BTW pal I think I speak for lots of people when saying thanks for dynoing your car, there isnt a lot of info regarding the MKII TT, it helps to fill in the dirth of knowledge


----------



## pal (Aug 16, 2000)

abacorrado said:


> well I have lifted a 2.0 long block, that is pretty fn heavy


You must be really strong to pick up a 335 lb motor and without numbers its hard for you to quantify that weight since "pretty fn heavy" is not a unit most of us understand for objective comparisons :beer: 

I am looking at an Audi document and can confirm the weights of the R5 2.5L TFSI and 2.0 4VI TFSI engines as correctly posted - 403 lbs and 335 lbs. I cannot find the VR6 source except something posted on other forums so cannot give confirmation at this time so will not argue with you. 

Here is one post I found on another forum -> Engine Weights



abacorrado said:


> BTW pal I think I speak for lots of people when saying thanks for dynoing your car, there isnt a lot of info regarding the MKII TT, it helps to fill in the dirth of knowledge


No issues. I had also posted the corner weights of my 3.2 TT Coupe as 3173lbs with 11 (or 12) gallons of gas. I like to do all the work on cars myself and document and take pics to share with the community so you will see more from me from time to time.

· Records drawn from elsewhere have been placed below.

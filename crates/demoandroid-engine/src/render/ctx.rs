use crate::device::{Gpu, GpuFrame};

/// Device access for one frame of rendering.
pub struct RenderCtx<'a> {
    pub device: &'a wgpu::Device,
    pub queue: &'a wgpu::Queue,
    pub surface_format: wgpu::TextureFormat,
    /// Physical pixels.
    pub surface_size: (u32, u32),
}

impl<'a> RenderCtx<'a> {
    pub fn from_gpu(gpu: &'a Gpu<'_>) -> Self {
        let size = gpu.size();
        Self {
            device: gpu.device(),
            queue: gpu.queue(),
            surface_format: gpu.surface_format(),
            surface_size: (size.width, size.height),
        }
    }
}

/// Encoder and swapchain view the frame is recorded into.
pub struct RenderTarget<'a> {
    pub encoder: &'a mut wgpu::CommandEncoder,
    pub color_view: &'a wgpu::TextureView,
}

impl<'a> RenderTarget<'a> {
    pub fn from_frame(frame: &'a mut GpuFrame) -> Self {
        Self {
            encoder: &mut frame.encoder,
            color_view: &frame.view,
        }
    }
}
use std::time::Duration;

use demoandroid_engine::debug::text_bounds;
use demoandroid_engine::driver::{GameLoop, LoopConfig};
use demoandroid_game::{BACKGROUND_COLOR, GREETING, Game};

#[test]
fn one_frame_at_phone_size() {
    let mut session = GameLoop::new(Game::new(), LoopConfig::default());

    assert_eq!(session.layout(400, 800), (400, 800));
    assert_eq!(session.screen().size(), (400, 800));

    let ran = session.frame(Duration::from_millis(16)).expect("update never fails");
    assert_eq!(ran, 1);

    let bounds = text_bounds(GREETING, 0, 0);
    let mut text_pixels = 0;
    for (x, y, p) in session.screen().enumerate_pixels() {
        if bounds.contains_pixel(x, y) {
            if p != BACKGROUND_COLOR {
                text_pixels += 1;
            }
        } else {
            assert_eq!(
                p, BACKGROUND_COLOR,
                "pixel ({x}, {y}) outside the greeting"
            );
        }
    }
    assert!(text_pixels > 0, "greeting left no trace");
}

#[test]
fn many_frames_keep_running() {
    let mut session = GameLoop::new(Game::new(), LoopConfig::default());
    session.layout(400, 800);

    // Ten seconds at 50 fps.
    for _ in 0..500 {
        session.frame(Duration::from_millis(20)).expect("update never fails");
    }

    assert!(!session.is_stopped());
    assert!((595..=601).contains(&session.ticks()), "ticks = {}", session.ticks());
}

#[test]
fn rotation_follows_the_window() {
    let mut session = GameLoop::new(Game::new(), LoopConfig::default());
    session.layout(400, 800);
    session.frame(Duration::from_millis(16)).expect("update never fails");

    assert_eq!(session.layout(800, 400), (800, 400));
    session.draw();

    assert_eq!(session.screen().size(), (800, 400));
    assert_eq!(session.screen().pixel(799, 399), Some(BACKGROUND_COLOR));
}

BTW, I think we have very similar tastes in cars as I had a 2002 225 TT Quattro as well - loved that car.


----------



## abacorrado (Apr 5, 2005)

http://www.caranddriver.com/reviews/2009-audi-tt-20t-quattro-coupe-road-test-review

http://www.caranddriver.com/reviews/2008-audi-tt-32-quattro-short-take-road-test
Notice the 3.2 has a manual, the DSG adds about 35 lbs, so right at 100 lbs difference. And yes thanks to better living thru chemicals and peer pressure I am pretty strong


----------



## sentari (Dec 4, 2011)

Boost your 3.2 properly and you will becoming a believer. BTW: It's shockingly small when you pull it out and strip off all the crap. Mine is surely heavier because the turbo is 2-3 times the size of a stock K03...


----------



## goss008 (Jul 9, 2008)

*Mpg*

How do you manage to get 400 miles out of a tank in the 2.0t Audi tt?
I can only get 300 driving urban with a little bit dual carriageway can't afford to run it.


----------



## yip (Jul 14, 2003)

goss008 said:


> How do you manage to get 400 miles out of a tank in the 2.0t Audi tt?
> I can only get 300 driving urban with a little bit dual carriageway can't afford to run it.


400 is the average for me. I can get 450+ if I go on a few long distance runs. 

I can also get as low as 250. all depends on how you drive it. In normal auto mode and light on the throttle it's easy for me to get 400 miles per tank.


----------